If you have been in an abusive relationship that appears to be getting worse, then it is better to make a plan for how to get out safely while you can think straight.
Research shows that one of the times that victims of domestic abuse are most at risk is when they are leaving or have just left, so, it is important to create a safety plan in advance..

You may never need to implement your plan, but if you do, the knowledge that you have one in place will allow you to focus on getting away safely.

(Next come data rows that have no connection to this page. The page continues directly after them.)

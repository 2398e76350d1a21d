//! Per-language node-kind tables.
//!
//! Every string comparison against grammar node kinds lives here. The rest of
//! the crate asks [`LanguageProfile::role_of`] once per node and matches on the
//! returned [`NodeRole`].

/// Structural role of a syntax node within its language
#[derive(Debug, Clone, Copy, PartialEq, Eq, Hash)]
pub enum NodeRole {
    /// Import / use statement
    Import,
    /// Class-like definition (class, struct, trait, impl, interface)
    Class,
    /// Function-like definition
    Function,
    /// Control-flow statement that anchors a logical block
    ControlFlow,
    /// Assignment or bare expression statement
    Statement,
    /// Node wrapping a definition (decorators, `export`)
    Wrapper,
    /// Namespace whose `body` holds further definitions (`mod`, `namespace`)
    Container,
    /// Anything else
    Other,
}

/// How parameter names are read from a function's parameter list
#[derive(Debug, Clone, Copy, PartialEq, Eq)]
pub enum ParameterStyle {
    /// Direct identifier children, falling back to `name`/`left` fields of
    /// default-value wrappers (Python, JavaScript)
    Identifiers,
    /// Formal-parameter wrappers carrying a `pattern` field (TypeScript, Rust)
    Patterns,
}

/// Where a definition's documentation lives
#[derive(Debug, Clone, Copy, PartialEq, Eq)]
pub enum DocstringStyle {
    /// First statement of the body is a bare string literal
    BodyString,
    /// Contiguous line comments directly above the definition
    LeadingComments(&'static [&'static str]),
}

/// A node kind that wraps a definition reachable through `field`
#[derive(Debug, Clone, Copy)]
pub struct WrapperKind {
    pub kind: &'static str,
    pub field: &'static str,
}

/// A node kind whose callee/type name is found under `field`
#[derive(Debug, Clone, Copy)]
pub struct FieldLink {
    pub kind: &'static str,
    pub field: &'static str,
}

/// Immutable per-language constant table of node-kind names
#[derive(Debug)]
pub struct LanguageProfile {
    pub import_kinds: &'static [&'static str],
    pub class_kinds: &'static [&'static str],
    pub function_kinds: &'static [&'static str],
    pub control_flow_kinds: &'static [&'static str],
    pub statement_kinds: &'static [&'static str],
    pub wrappers: &'static [WrapperKind],
    pub container_kinds: &'static [&'static str],
    /// Call-shaped nodes and the field holding the callee
    pub calls: &'static [FieldLink],
    /// Instantiation nodes and the field holding the constructed type
    pub instantiations: &'static [FieldLink],
    /// Member/path access nodes and the field holding the trailing name
    pub member_access: &'static [FieldLink],
    /// Definitions whose name is not under the `name` field
    pub name_fields: &'static [FieldLink],
    /// Class kinds that add members to a type defined elsewhere (`impl`)
    pub extension_kinds: &'static [&'static str],
    /// Kinds holding a class body's member list
    pub class_body_kinds: &'static [&'static str],
    /// Top-level `const f = () => {}` bindings count as functions
    pub function_bindings: bool,
    pub string_kinds: &'static [&'static str],
    pub comment_kinds: &'static [&'static str],
    pub parameter_style: ParameterStyle,
    pub docstring_style: DocstringStyle,
}

impl LanguageProfile {
    /// Classify a node kind
    pub fn role_of(&self, kind: &str) -> NodeRole {
        if self.import_kinds.contains(&kind) {
            NodeRole::Import
        } else if self.class_kinds.contains(&kind) {
            NodeRole::Class
        } else if self.function_kinds.contains(&kind) {
            NodeRole::Function
        } else if self.control_flow_kinds.contains(&kind) {
            NodeRole::ControlFlow
        } else if self.statement_kinds.contains(&kind) {
            NodeRole::Statement
        } else if self.wrappers.iter().any(|w| w.kind == kind) {
            NodeRole::Wrapper
        } else if self.container_kinds.contains(&kind) {
            NodeRole::Container
        } else {
            NodeRole::Other
        }
    }

    /// Field through which a wrapper node exposes its definition
    pub fn wrapper_field(&self, kind: &str) -> Option<&'static str> {
        Self::lookup(self.wrappers.iter().map(|w| (w.kind, w.field)), kind)
    }

    pub fn call_field(&self, kind: &str) -> Option<&'static str> {
        Self::lookup(self.calls.iter().map(|l| (l.kind, l.field)), kind)
    }

    pub fn instantiation_field(&self, kind: &str) -> Option<&'static str> {
        Self::lookup(self.instantiations.iter().map(|l| (l.kind, l.field)), kind)
    }

    pub fn member_field(&self, kind: &str) -> Option<&'static str> {
        Self::lookup(self.member_access.iter().map(|l| (l.kind, l.field)), kind)
    }

    /// Field holding a definition's name (`name` unless overridden)
    pub fn name_field(&self, kind: &str) -> &'static str {
        Self::lookup(self.name_fields.iter().map(|l| (l.kind, l.field)), kind).unwrap_or("name")
    }

    pub fn is_extension(&self, kind: &str) -> bool {
        self.extension_kinds.contains(&kind)
    }

    pub fn is_class_body(&self, kind: &str) -> bool {
        self.class_body_kinds.contains(&kind)
    }

    pub fn is_string(&self, kind: &str) -> bool {
        self.string_kinds.contains(&kind)
    }

    pub fn is_comment(&self, kind: &str) -> bool {
        self.comment_kinds.contains(&kind)
    }

    fn lookup(
        mut pairs: impl Iterator<Item = (&'static str, &'static str)>,
        kind: &str,
    ) -> Option<&'static str> {
        pairs.find(|(k, _)| *k == kind).map(|(_, field)| field)
    }
}

pub static PYTHON: LanguageProfile = LanguageProfile {
    import_kinds: &[
        "import_statement",
        "import_from_statement",
        "future_import_statement",
    ],
    class_kinds: &["class_definition"],
    function_kinds: &["function_definition"],
    control_flow_kinds: &[
        "if_statement",
        "for_statement",
        "while_statement",
        "try_statement",
        "with_statement",
        "match_statement",
    ],
    statement_kinds: &["expression_statement", "assignment", "augmented_assignment"],
    wrappers: &[WrapperKind {
        kind: "decorated_definition",
        field: "definition",
    }],
    container_kinds: &[],
    calls: &[FieldLink {
        kind: "call",
        field: "function",
    }],
    instantiations: &[],
    member_access: &[FieldLink {
        kind: "attribute",
        field: "attribute",
    }],
    name_fields: &[],
    extension_kinds: &[],
    class_body_kinds: &["block"],
    function_bindings: false,
    string_kinds: &["string"],
    comment_kinds: &["comment"],
    parameter_style: ParameterStyle::Identifiers,
    docstring_style: DocstringStyle::BodyString,
};

const JS_CONTROL_FLOW: &[&str] = &[
    "if_statement",
    "for_statement",
    "for_in_statement",
    "while_statement",
    "do_statement",
    "try_statement",
    "switch_statement",
];

const JS_CALLS: &[FieldLink] = &[FieldLink {
    kind: "call_expression",
    field: "function",
}];

const JS_NEW: &[FieldLink] = &[FieldLink {
    kind: "new_expression",
    field: "constructor",
}];

const JS_MEMBERS: &[FieldLink] = &[FieldLink {
    kind: "member_expression",
    field: "property",
}];

const JS_EXPORT: &[WrapperKind] = &[WrapperKind {
    kind: "export_statement",
    field: "declaration",
}];

pub static JAVASCRIPT: LanguageProfile = LanguageProfile {
    import_kinds: &["import_statement"],
    class_kinds: &["class_declaration"],
    function_kinds: &[
        "function_declaration",
        "generator_function_declaration",
        "method_definition",
    ],
    control_flow_kinds: JS_CONTROL_FLOW,
    statement_kinds: &[
        "expression_statement",
        "lexical_declaration",
        "variable_declaration",
    ],
    wrappers: JS_EXPORT,
    container_kinds: &[],
    calls: JS_CALLS,
    instantiations: JS_NEW,
    member_access: JS_MEMBERS,
    name_fields: &[],
    extension_kinds: &[],
    class_body_kinds: &["class_body"],
    function_bindings: true,
    string_kinds: &["string"],
    comment_kinds: &["comment"],
    parameter_style: ParameterStyle::Identifiers,
    docstring_style: DocstringStyle::BodyString,
};

pub static TYPESCRIPT: LanguageProfile = LanguageProfile {
    import_kinds: &["import_statement"],
    class_kinds: &[
        "class_declaration",
        "abstract_class_declaration",
        "interface_declaration",
        "enum_declaration",
    ],
    function_kinds: &[
        "function_declaration",
        "generator_function_declaration",
        "method_definition",
    ],
    control_flow_kinds: JS_CONTROL_FLOW,
    statement_kinds: &[
        "expression_statement",
        "lexical_declaration",
        "variable_declaration",
        "type_alias_declaration",
    ],
    wrappers: JS_EXPORT,
    container_kinds: &["internal_module", "module"],
    calls: JS_CALLS,
    instantiations: JS_NEW,
    member_access: JS_MEMBERS,
    name_fields: &[],
    extension_kinds: &[],
    class_body_kinds: &["class_body", "interface_body"],
    function_bindings: true,
    string_kinds: &["string"],
    comment_kinds: &["comment"],
    parameter_style: ParameterStyle::Patterns,
    docstring_style: DocstringStyle::BodyString,
};

pub static RUST: LanguageProfile = LanguageProfile {
    import_kinds: &["use_declaration", "extern_crate_declaration"],
    class_kinds: &[
        "struct_item",
        "enum_item",
        "union_item",
        "trait_item",
        "impl_item",
    ],
    function_kinds: &["function_item"],
    control_flow_kinds: &[
        "if_expression",
        "for_expression",
        "while_expression",
        "loop_expression",
        "match_expression",
    ],
    statement_kinds: &[
        "expression_statement",
        "let_declaration",
        "const_item",
        "static_item",
        "type_item",
        "macro_invocation",
    ],
    wrappers: &[],
    container_kinds: &["mod_item"],
    calls: &[FieldLink {
        kind: "call_expression",
        field: "function",
    }],
    instantiations: &[FieldLink {
        kind: "struct_expression",
        field: "name",
    }],
    member_access: &[
        FieldLink {
            kind: "field_expression",
            field: "field",
        },
        FieldLink {
            kind: "scoped_identifier",
            field: "name",
        },
        FieldLink {
            kind: "generic_function",
            field: "function",
        },
        FieldLink {
            kind: "scoped_type_identifier",
            field: "name",
        },
        FieldLink {
            kind: "generic_type",
            field: "type",
        },
    ],
    name_fields: &[FieldLink {
        kind: "impl_item",
        field: "type",
    }],
    extension_kinds: &["impl_item"],
    class_body_kinds: &["declaration_list"],
    function_bindings: false,
    string_kinds: &["string_literal", "raw_string_literal"],
    comment_kinds: &["line_comment", "block_comment"],
    parameter_style: ParameterStyle::Patterns,
    docstring_style: DocstringStyle::LeadingComments(&["///", "/**"]),
};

Make copies of all your important documents and leave them with a trusted person, perhaps a local vicar, neighbour or Women’s Aid, preferably someone not known to your partner. It is best not to involve a friend who could be persuaded or coerced into breaking your confidence. (You know how charming and persuasive he can be when he wants something)
Copy the following documents

  • Birth certificates for you and children
  • National Insurance number
  • Passports
  • Bank details
  • Cheque book
  • Driving license
  • Mortgage or rental agreements

Include also a list of all your important telephone numbers, such as;

  • Local Domestic Abuse Unit
  • Women’s Aid
  • Victim Support Service
  • Solicitor
  • Bank
  • Children’s schools
  • Important family members and friends

It is helpful if you can have a spare “pay as you go” mobile phone along with a spare set of keys and some money, stored in a waterproof bag somewhere outside your house that you can easily grab if needed. Having these can buy you time, because if you have to leave in an emergency, you can leave your keys and phone somewhere visible to your partner (he may already have confiscated them), so he will think you cannot go anywhere, particularly at night. Then, at some point when he goes to get some food or drink, or demands that you go, you may be able to execute your plan.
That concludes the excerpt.